We study the hydrodynamic interactions and collective modes of motion of active particles on viscous membranes. The typical cell membrane is a crowded assembly of molecular motors and biomolecules embedded in a 2D fluid mosaic. Active molecular motors perform complex cellular tasks by binding, releasing, and changing conformations, inducing hydrodynamic flows in the membrane and the surrounding fluid. These long-ranged hydrodynamic fields perturb neighboring inclusions, potentially leading to coordinated motion. We build on classic theories of Newtonian fluid dynamics of viscous membranes to illustrate unique nonlinear dynamics and aggregation of active membrane inclusions that exert hydrodynamic dipoles on the fluid interface.
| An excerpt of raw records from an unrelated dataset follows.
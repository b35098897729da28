//! MPI transport backend (feature `mpi`)
//!
//! Wraps the rsmpi world communicator. The caller must initialise MPI
//! (with at least `Threading::Serialized`) before constructing [`MpiComm`]
//! and keep the universe alive for the duration of the run.
//!
//! The backend uses blocking sends and receives underneath the
//! nonblocking surface. `isend` only queues the payload; the real
//! transfers are ordered by rank so each pair alternates: the lower rank
//! flushes its queued sends to a peer right before its first blocking
//! receive from that peer, the higher rank receives first and flushes
//! when its send handles are waited on. At no point do both sides of a
//! pair sit in a send targeting each other, so a pairwise exchange is
//! deadlock-free regardless of the implementation's eager threshold.
//! Rings of three or more ranks whose flush order chains across pairs
//! still rely on eager buffering for oversized messages.
//! TODO: move to immediate_send/immediate_receive once the buffer
//! lifetimes are routed through a static request scope.

use crate::{CommError, Communicator, Request};
use data::{Idx, Precision};
use mpi::topology::SimpleCommunicator;
use mpi::traits::*;
use std::collections::{HashMap, VecDeque};
use std::sync::Mutex;

/// MPI-backed communicator over the world communicator
pub struct MpiComm {
    world: SimpleCommunicator,
    /// Queued payloads per peer, flushed at this rank's turn to talk
    deferred: Mutex<HashMap<usize, VecDeque<(u64, Vec<Precision>)>>>,
}

impl MpiComm {
    /// Requires `mpi::initialize_with_threading` to have been called
    pub fn new() -> Self {
        Self {
            world: SimpleCommunicator::world(),
            deferred: Mutex::new(HashMap::new()),
        }
    }

    fn blocking_send(&self, peer: usize, tag: u64, data: &[Precision]) {
        let process = self.world.process_at_rank(peer as i32);
        process.send_with_tag(data, tag as i32);
    }

    /// Send every payload queued for `peer`, in posting order
    ///
    /// Both sides walk their variables in the same order, so flushing in
    /// posting order matches the peer's receive order.
    fn flush_deferred(&self, peer: usize) {
        let drained: Vec<(u64, Vec<Precision>)> = {
            let mut d = self.deferred.lock().expect("deferred queue poisoned");
            d.remove(&peer).map(Vec::from).unwrap_or_default()
        };
        for (tag, data) in drained {
            self.blocking_send(peer, tag, &data);
        }
    }
}

impl Default for MpiComm {
    fn default() -> Self {
        Self::new()
    }
}

impl Communicator for MpiComm {
    fn rank(&self) -> usize {
        self.world.rank() as usize
    }

    fn num_ranks(&self) -> usize {
        self.world.size() as usize
    }

    fn barrier(&self) {
        self.world.barrier();
    }

    fn bcast_idxs(&self, root: usize, data: &mut [Idx]) -> Result<(), CommError> {
        let root = self.world.process_at_rank(root as i32);
        root.broadcast_into(data);
        Ok(())
    }

    fn isend(&self, peer: usize, tag: u64, data: Vec<Precision>) -> Result<Request, CommError> {
        // Queue only; the transfer happens at this rank's turn in the
        // pairwise alternation.
        let mut d = self.deferred.lock().expect("deferred queue poisoned");
        d.entry(peer).or_default().push_back((tag, data));
        Ok(Request::Send { peer, tag })
    }

    fn irecv(&self, peer: usize, tag: u64, nelems: usize) -> Result<Request, CommError> {
        // The blocking receive happens in wait_recv; this only records
        // what to match there.
        Ok(Request::Recv { peer, tag, nelems })
    }

    fn test(&self, req: &Request) -> Result<bool, CommError> {
        match req {
            Request::Send { peer, tag } => {
                let d = self.deferred.lock().expect("deferred queue poisoned");
                Ok(!d
                    .get(peer)
                    .is_some_and(|q| q.iter().any(|(t, _)| t == tag)))
            }
            _ => Ok(true),
        }
    }

    fn wait_send(&self, req: &mut Request) -> Result<(), CommError> {
        // The higher rank of a pair (and any send-only pairing) flushes
        // here, after every receive from the peer has completed.
        if let Request::Send { peer, .. } = *req {
            self.flush_deferred(peer);
        }
        *req = Request::Null;
        Ok(())
    }

    fn wait_recv(&self, req: &mut Request) -> Result<Vec<Precision>, CommError> {
        let Request::Recv { peer, tag, nelems } = *req else {
            return Err(CommError::PointToPoint(
                "wait_recv on a non-receive request".into(),
            ));
        };
        // Lower rank talks first: drain our queued sends to this peer
        // before blocking in the receive. The higher rank holds its
        // sends until wait_send so the pair never sends head-on.
        if self.rank() < peer {
            self.flush_deferred(peer);
        }
        let process = self.world.process_at_rank(peer as i32);
        let mut buf = vec![0.0 as Precision; nelems];
        process.receive_into_with_tag(&mut buf[..], tag as i32);
        *req = Request::Null;
        Ok(buf)
    }

    fn shm_rank_of(&self, _peer: usize) -> Option<usize> {
        // Shared windows are not wired up for the MPI backend yet; all
        // exchanges go through the message path.
        None
    }
}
We illustrate these novel flow physics by theoretically examining the phase behavior of pairs of hydrodynamically interacting membrane inclusions. Pairs display oscillatory dynamics that disappear when the 3D fluid adjacent to the membrane is confined, which we rationalize as a consequence of hydrodynamic screening due to confinement. The phase behavior of the pair problem reveals the underlying mechanisms and suggests strategies for control of large-scale aggregation, which we verify using numerical simulations. We then build on these insights to examine the role of inclusion shape as well as the convection of passive tracers within the membrane. Traditional engineering of foreign inclusions in membranes has targeted interactions due to capillarity, curvature and electrostatics; we propose hydrodynamic confinement as an additional controllable parameter to tune collective motility and aggregation on lipid membranes.